Getting Outside the Echo Chamber
Challenges in Leadership
Associate Chief Sally Collins
WDNR – Division of Forestry 2008 Statewide Meeting
Wisconsin Dells, WI – January 29, 2008

 

Thank you. It’s wonderful to be here this afternoon with you all. I always enjoy coming to Wisconsin.  My husband and I have deep Midwestern roots, his very close to here with the Leopold family - Aldo was his great uncle, so the family came regularly to the shack as he was growing up.  And my mother’s family camped every year at Devil’s Lake, where she had some of her fondest childhood memories.  I really appreciate the opportunity to get out of the city and into the woods.  Besides that Paul DeLong is a hard person to say no to, as I am sure many of you have found.  But I owe him much more than he probably even knows. I’m not sure how much you know about how Wisconsin Forestry is viewed nationally – you’re seen as innovators and leaders, introducing ideas and challenging us and other states to step up on emerging issues, from certification to invasives, especially emerald ash borer. I am honored to be here with you and up here, speaking with him.

Stepping outside the echo chamber

Just a few weeks ago, Washington Post associate editor and writer Eugene Robinson started his regular column with this:   “People in Washington really should get out more.” It was just after the Iowa Caucus, and he seemed to be still processing his weekend visit to hear the candidates. By “Washington” he didn’t mean just the city but the city’s state-of-mind.  He reasoned if politicians, lobbyists, bureaucrats, journalists, and everyone else trapped in the Washington “echo chamber” got out more, their perspective might bear more relation to what people who live outside the bubble think of as reality.

Echo chamber….wow, did that resonate with me. I’ve spent seven years in the heart of Washington DC – before that, more than two decades on my beloved Deschutes National Forest in Oregon. I know how easy it is to lose track of what might be happening outside the bubble – especially when it comes to DC. We can get so caught up in our world, particularly when we’re passionate about what we do.  We talk to people who reinforce our beliefs, validate our assumptions, and share our priorities.  We see the world through the same prism.
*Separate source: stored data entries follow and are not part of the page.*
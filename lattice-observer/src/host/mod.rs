//! Host Framework
//!
//! A small component host: component types, element trees, mounted
//! instances with a lifecycle, and a root that reconciles and commits.
//!
//! The observer layer only relies on the contract exposed here:
//!
//! - instances are constructed from a [`ComponentType`] and keep their props
//!   and state in an [`Inputs`] storage the type chooses;
//! - `render` runs inside a pass, lifecycle callbacks run after commit;
//! - [`Updater::force_update`] queues a re-render that skips
//!   `should_component_update` and never renders synchronously;
//! - [`Root::flush`] drains the queue, giving up after too many rounds.

mod component;
mod instance;
mod node;
mod queue;
mod renderer;

pub use component::{
    Base, Component, ComponentType, Constructed, Constructor, FunctionRender, Inputs, Kind,
    PlainInputs,
};
pub use instance::{InstanceId, This};
pub use node::{Element, HostNodeId, Node};
pub(crate) use component::FunctionComponent;
pub use queue::Updater;
pub use renderer::{render_to_string, Root};
//! Atoms
//!
//! An atom is the smallest observable unit: it holds no value, it only knows
//! when it is read and when it changed. Signals and tracked cells own one and
//! report through it.

use std::fmt;
use std::sync::atomic::{AtomicU64, Ordering};

use super::context::ReactiveContext;
use super::runtime::Runtime;
use crate::error::ReactiveError;

/// Unique identifier for an atom.
#[derive(Debug, Clone, Copy, PartialEq, Eq, Hash, PartialOrd, Ord)]
pub struct AtomId(u64);

impl AtomId {
    fn next() -> Self {
        static COUNTER: AtomicU64 = AtomicU64::new(0);
        Self(COUNTER.fetch_add(1, Ordering::Relaxed))
    }

    /// Get the raw ID value.
    pub fn raw(&self) -> u64 {
        self.0
    }
}

impl From<u64> for AtomId {
    fn from(id: u64) -> Self {
        Self(id)
    }
}

impl fmt::Display for AtomId {
    fn fmt(&self, f: &mut fmt::Formatter<'_>) -> fmt::Result {
        write!(f, "atom#{}", self.0)
    }
}

/// A change-notification handle.
pub struct Atom {
    id: AtomId,
    name: String,
}

impl Atom {
    /// Create a new atom. The name shows up in logs and errors.
    pub fn new(name: impl Into<String>) -> Self {
        Self {
            id: AtomId::next(),
            name: name.into(),
        }
    }

    pub fn id(&self) -> AtomId {
        self.id
    }

    pub fn name(&self) -> &str {
        &self.name
    }

    /// Record a read in the active tracking scope.
    ///
    /// Returns `true` if a scope recorded it.
    pub fn report_observed(&self) -> bool {
        ReactiveContext::track_dependency(self.id)
    }

    /// Check that the atom may change right now.
    ///
    /// Fails when state changes are disallowed and someone observes the atom;
    /// the refusal is also remembered by the enclosing scope.
    pub fn check_write(&self) -> Result<(), ReactiveError> {
        if ReactiveContext::state_changes_allowed() || !self.is_observed() {
            return Ok(());
        }

        ReactiveContext::refuse_state_change(&self.name);
        tracing::error!(
            atom = %self.name,
            "refused state change while state changes are disallowed"
        );
        Err(ReactiveError::StateChangeNotAllowed {
            atom: self.name.clone(),
        })
    }

    /// Notify every subscriber that currently depends on this atom.
    pub fn report_changed(&self) {
        tracing::trace!(atom = %self.name, id = %self.id, "atom changed");
        Runtime::notify(self.id);
    }

    /// Whether any subscriber currently depends on this atom.
    pub fn is_observed(&self) -> bool {
        Runtime::is_observed(self.id)
    }

    /// Number of subscribers currently depending on this atom.
    pub fn observer_count(&self) -> usize {
        Runtime::observer_count(self.id)
    }
}

impl Drop for Atom {
    fn drop(&mut self) {
        Runtime::forget_atom(self.id);
    }
}

impl fmt::Debug for Atom {
    fn fmt(&self, f: &mut fmt::Formatter<'_>) -> fmt::Result {
        f.debug_struct("Atom")
            .field("id", &self.id)
            .field("name", &self.name)
            .field("observers", &self.observer_count())
            .finish()
    }
}

#[cfg(test)]
mod tests {
    use super::*;
    use crate::reactive::SubscriberId;

    #[test]
    fn report_observed_only_inside_scope() {
        let atom = Atom::new("flag");
        assert!(!atom.report_observed());

        let ctx = ReactiveContext::enter(SubscriberId::new());
        assert!(atom.report_observed());
        assert_eq!(ctx.take_dependencies().as_slice(), &[atom.id()]);
    }

    #[test]
    fn unobserved_atom_may_change_anywhere() {
        let atom = Atom::new("local");
        let result = ReactiveContext::without_state_changes(|| atom.check_write());
        assert_eq!(result, Ok(Ok(())));
    }

    #[test]
    fn observed_atom_refuses_change_in_guarded_scope() {
        let atom = Atom::new("shared");
        let subscriber = SubscriberId::new();
        Runtime::set_dependencies(subscriber, [atom.id()]);

        let result = ReactiveContext::without_state_changes(|| atom.check_write().is_err());
        assert_eq!(
            result,
            Err(ReactiveError::StateChangeNotAllowed { atom: "shared".into() })
        );

        assert_eq!(atom.check_write(), Ok(()));
        Runtime::clear_dependencies(subscriber);
    }

    #[test]
    fn dropping_atom_removes_edges() {
        let atom = Atom::new("short-lived");
        let id = atom.id();
        let subscriber = SubscriberId::new();
        Runtime::set_dependencies(subscriber, [id]);
        assert_eq!(Runtime::dependency_count(subscriber), 1);

        drop(atom);
        assert!(!Runtime::is_observed(id));
        assert_eq!(Runtime::dependency_count(subscriber), 0);
    }
}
There is an enormous risk in doing this. To politicians, it can mean losing an election. To policy makers, legislative initiatives fail; programs designed to help, don’t.   For many of us, it might mean that what we’ve devoted our professional work to accomplish is no longer relevant or important.  By remaining in an echo chamber – by listening to only one another, by hearing only the chorus of our own demographic - we can completely miss what’s really going on.  And most importantly, miss the opportunity to have a positive impact.

The same can be said of most of us in the natural resources profession. We really do need to get out more – and by that I don’t just mean out in the field. We need to step out from our familiar conversations, our comfortable models, the scientific framework, and the forest practices we’ve arranged for our profession over the last century.  We need to step out of our culture, out of our country even, and certainly out of our beloved forests. We need to find our way out of our current state-of-mind, long enough to see what’s happening elsewhere and long enough to connect that experience, and apply it, to what we’re doing at home.

This, to me, is what being a leader is all about.

My story

Most of us can remember those important turning points in our lives and careers that cause huge shifts in perspective—that instigate movement outside our personal echo chamber.  For me, it was a trip to South Africa in 2002.  It was my first international trip with the Forest Service, and my first year as Associate Chief to Chief Dale Bosworth.  I was asked to attend the World Summit on Sustainable Development in Johannesburg, South Africa. At the same time, I received an email invitation to attend a board meeting of a group I had never heard of, Forest Trends, in a little town in northern South Africa called Sabie. The story of how my staff accidentally got the invitation – and accepted it before Forest Trends realized they intended to send it to someone with a very similar name – is another one entirely. (And actually, an instructional one from a leadership perspective – sometimes the most incredible experiences are totally accidental!)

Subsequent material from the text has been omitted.